> [Task to carry out] Show all lines from the data that include the word "Mars".

> [Study material]
use chrono_tz::Tz;
use serde::Deserialize;
use std::fmt;
use std::path::{Path, PathBuf};
use teloxide::types::ChatId;

/// Errors that can occur when loading configuration.
#[derive(Debug)]
pub enum ConfigError {
    /// Failed to read the config file.
    ReadFile { path: PathBuf, source: std::io::Error },
    /// Failed to parse JSON.
    ParseJson { path: PathBuf, source: serde_json::Error },
    /// Timezone name is not in the IANA database.
    InvalidTimezone { name: String, reason: String },
    /// Validation error.
    Validation(String),
}

impl fmt::Display for ConfigError {
    fn fmt(&self, f: &mut fmt::Formatter<'_>) -> fmt::Result {
        match self {
            Self::ReadFile { path, source } => {
                write!(f, "failed to read config file '{}': {}", path.display(), source)
            }
            Self::ParseJson { path, source } => {
                write!(f, "failed to parse config file '{}': {}", path.display(), source)
            }
            Self::InvalidTimezone { name, reason } => {
                write!(f, "invalid timezone '{}': {}", name, reason)
            }
            Self::Validation(msg) => write!(f, "config validation error: {}", msg),
        }
    }
}

impl std::error::Error for ConfigError {
    fn source(&self) -> Option<&(dyn std::error::Error + 'static)> {
        match self {
            Self::ReadFile { source, .. } => Some(source),
            Self::ParseJson { source, .. } => Some(source),
            Self::InvalidTimezone { .. } | Self::Validation(_) => None,
        }
    }
}

#[derive(Deserialize)]
struct ConfigFile {
    telegram_bot_token: String,
    /// Directory for the database and logs. Defaults to current directory.
    data_dir: Option<String>,
    /// IANA timezone reminders are written and delivered in.
    #[serde(default = "default_timezone")]
    timezone: String,
    /// Chat that receives warnings and errors.
    log_chat_id: Option<i64>,
    /// Deliver reminders whose minute was missed (downtime, failed send).
    #[serde(default)]
    catch_up_missed: bool,
}

fn default_timezone() -> String {
    "UTC".to_string()
}

#[derive(Debug)]
pub struct Config {
    pub telegram_bot_token: String,
    /// Directory for state files (database, logs).
    pub data_dir: PathBuf,
    pub timezone: Tz,
    pub log_chat_id: Option<ChatId>,
    pub catch_up_missed: bool,
}

impl Config {
    pub fn load<P: AsRef<Path>>(path: P) -> Result<Self, ConfigError> {
        let config_path = path.as_ref().to_path_buf();
        let content = std::fs::read_to_string(&config_path)
            .map_err(|e| ConfigError::ReadFile { path: config_path.clone(), source: e })?;
        let file: ConfigFile = serde_json::from_str(&content)
            .map_err(|e| ConfigError::ParseJson { path: config_path.clone(), source: e })?;

        if file.telegram_bot_token.is_empty() {
            return Err(ConfigError::Validation("telegram_bot_token is required".into()));
        }
        // Telegram tokens are formatted as {bot_id}:{secret} where bot_id is numeric
        let token_parts: Vec<&str> = file.telegram_bot_token.split(':').collect();
        if token_parts.len() != 2 || token_parts[0].parse::<u64>().is_err() || token_parts[1].is_empty() {
            return Err(ConfigError::Validation(
                "telegram_bot_token appears invalid (expected format: 123456789:ABCdefGHI...)".into()
            ));
        }

        let timezone = file
            .timezone
            .parse::<Tz>()
            .map_err(|e| ConfigError::InvalidTimezone { name: file.timezone.clone(), reason: e.to_string() })?;

        let data_dir = file
            .data_dir
            .map(PathBuf::from)
            .unwrap_or_else(|| PathBuf::from("."));

        Ok(Self {
            telegram_bot_token: file.telegram_bot_token,
            data_dir,
            timezone,
            log_chat_id: file.log_chat_id.map(ChatId),
            catch_up_missed: file.catch_up_missed,
        })
    }

    pub fn database_path(&self) -> PathBuf {
        self.data_dir.join("reminders.db")
    }

    pub fn log_dir(&self) -> PathBuf {
        self.data_dir.join("logs")
    }
}

#[cfg(test)]
mod tests {
    use super::*;
    use std::io::Write;
    use tempfile::NamedTempFile;

    fn write_config(content: &str) -> NamedTempFile {
        let mut file = NamedTempFile::new().unwrap();
        file.write_all(content.as_bytes()).unwrap();
        file
    }

    fn assert_err<T>(result: Result<T, ConfigError>) -> ConfigError {
        match result {
            Ok(_) => panic!("expected error, got Ok"),
            Err(e) => e,
        }
    }

    #[test]
    fn test_valid_config_defaults() {
        let file = write_config(r#"{
            "telegram_bot_token": "123456789:ABCdefGHIjklMNOpqrsTUVwxyz"
        }"#);
        let config = Config::load(file.path()).expect("should load valid config");
        assert_eq!(config.timezone, chrono_tz::UTC);
        assert_eq!(config.data_dir, PathBuf::from("."));
        assert!(config.log_chat_id.is_none());
        assert!(!config.catch_up_missed);
        assert_eq!(config.database_path(), PathBuf::from("./reminders.db"));
    }

    #[test]
    fn test_full_config() {
        let file = write_config(r#"{
            "telegram_bot_token": "123456789:ABCdef",
            "data_dir": "/var/lib/reminderbot",
            "timezone": "Europe/Moscow",
            "log_chat_id": -100123,
            "catch_up_missed": true
        }"#);
        let config = Config::load(file.path()).unwrap();
        assert_eq!(config.timezone, chrono_tz::Europe::Moscow);
        assert_eq!(config.log_chat_id, Some(ChatId(-100123)));
        assert!(config.catch_up_missed);
        assert_eq!(config.log_dir(), PathBuf::from("/var/lib/reminderbot/logs"));
    }

    #[test]
    fn test_empty_token() {
        let file = write_config(r#"{ "telegram_bot_token": "" }"#);
        let err = assert_err(Config::load(file.path()));
        assert!(matches!(err, ConfigError::Validation(_)));
        assert!(err.to_string().contains("telegram_bot_token"));
    }

    #[test]
    fn test_invalid_token_format_no_colon() {
        let file = write_config(r#"{ "telegram_bot_token": "invalid_token_no_colon" }"#);
        let err = assert_err(Config::load(file.path()));
        assert!(matches!(err, ConfigError::Validation(_)));
        assert!(err.to_string().contains("invalid"));
    }

    #[test]
    fn test_invalid_token_format_non_numeric_id() {
        let file = write_config(r#"{ "telegram_bot_token": "notanumber:ABCdef" }"#);
        let err = assert_err(Config::load(file.path()));
        assert!(matches!(err, ConfigError::Validation(_)));
    }

    #[test]
    fn test_invalid_token_format_empty_secret() {
        let file = write_config(r#"{ "telegram_bot_token": "123456789:" }"#);
        let err = assert_err(Config::load(file.path()));
        assert!(matches!(err, ConfigError::Validation(_)));
    }

    #[test]
    fn test_unknown_timezone() {
        let file = write_config(r#"{
            "telegram_bot_token": "123456789:ABCdef",
            "timezone": "Mars/Olympus_Mons"
        }"#);
        let err = assert_err(Config::load(file.path()));
        assert!(matches!(err, ConfigError::InvalidTimezone { .. }));
        assert!(err.to_string().contains("Mars/Olympus_Mons"));
    }

    #[test]
    fn test_file_not_found() {
        let err = assert_err(Config::load("/nonexistent/path/config.json"));
        assert!(matches!(err, ConfigError::ReadFile { .. }));
    }

    #[test]
    fn test_invalid_json() {
        let file = write_config("{ invalid json }");
        let err = assert_err(Config::load(file.path()));
        assert!(matches!(err, ConfigError::ParseJson { .. }));
    }
}
//! Parsing of `dd.mm.yyyy HH:mm <text>` reminder messages.

use chrono::NaiveDateTime;
use regex::Regex;
use std::sync::LazyLock;

use crate::reminders::clock::DISPLAY_FORMAT;

/// 16-character date/time token, whitespace, non-empty body.
static REMINDER_PATTERN: LazyLock<Regex> = LazyLock::new(|| {
    Regex::new(r"(?s)^(\d{2}\.\d{2}\.\d{4} \d{2}:\d{2})\s+(\S.*)$").expect("reminder pattern is valid")
});

/// A reminder request extracted from message text.
#[derive(Debug, Clone, PartialEq, Eq)]
pub struct ParsedReminder {
    pub date: NaiveDateTime,
    pub text: String,
}

#[derive(Debug, Clone, PartialEq, Eq)]
pub enum ParseError {
    /// Text does not have the `date time body` shape.
    Shape,
    /// Shape matches but the token is not a real calendar date/time.
    InvalidDate(String),
}

/// Parse a reminder message.
pub fn parse_reminder(input: &str) -> Result<ParsedReminder, ParseError> {
    let caps = REMINDER_PATTERN.captures(input.trim()).ok_or(ParseError::Shape)?;

    let date_token = &caps[1];
    let date = NaiveDateTime::parse_from_str(date_token, DISPLAY_FORMAT)
        .map_err(|e| ParseError::InvalidDate(format!("'{}': {}", date_token, e)))?;
    let text = caps[2].trim_end().to_string();

    Ok(ParsedReminder { date, text })
}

> [Your response]
            "timezone": "Mars/Olympus_Mons"
        assert!(err.to_string().contains("Mars/Olympus_Mons"));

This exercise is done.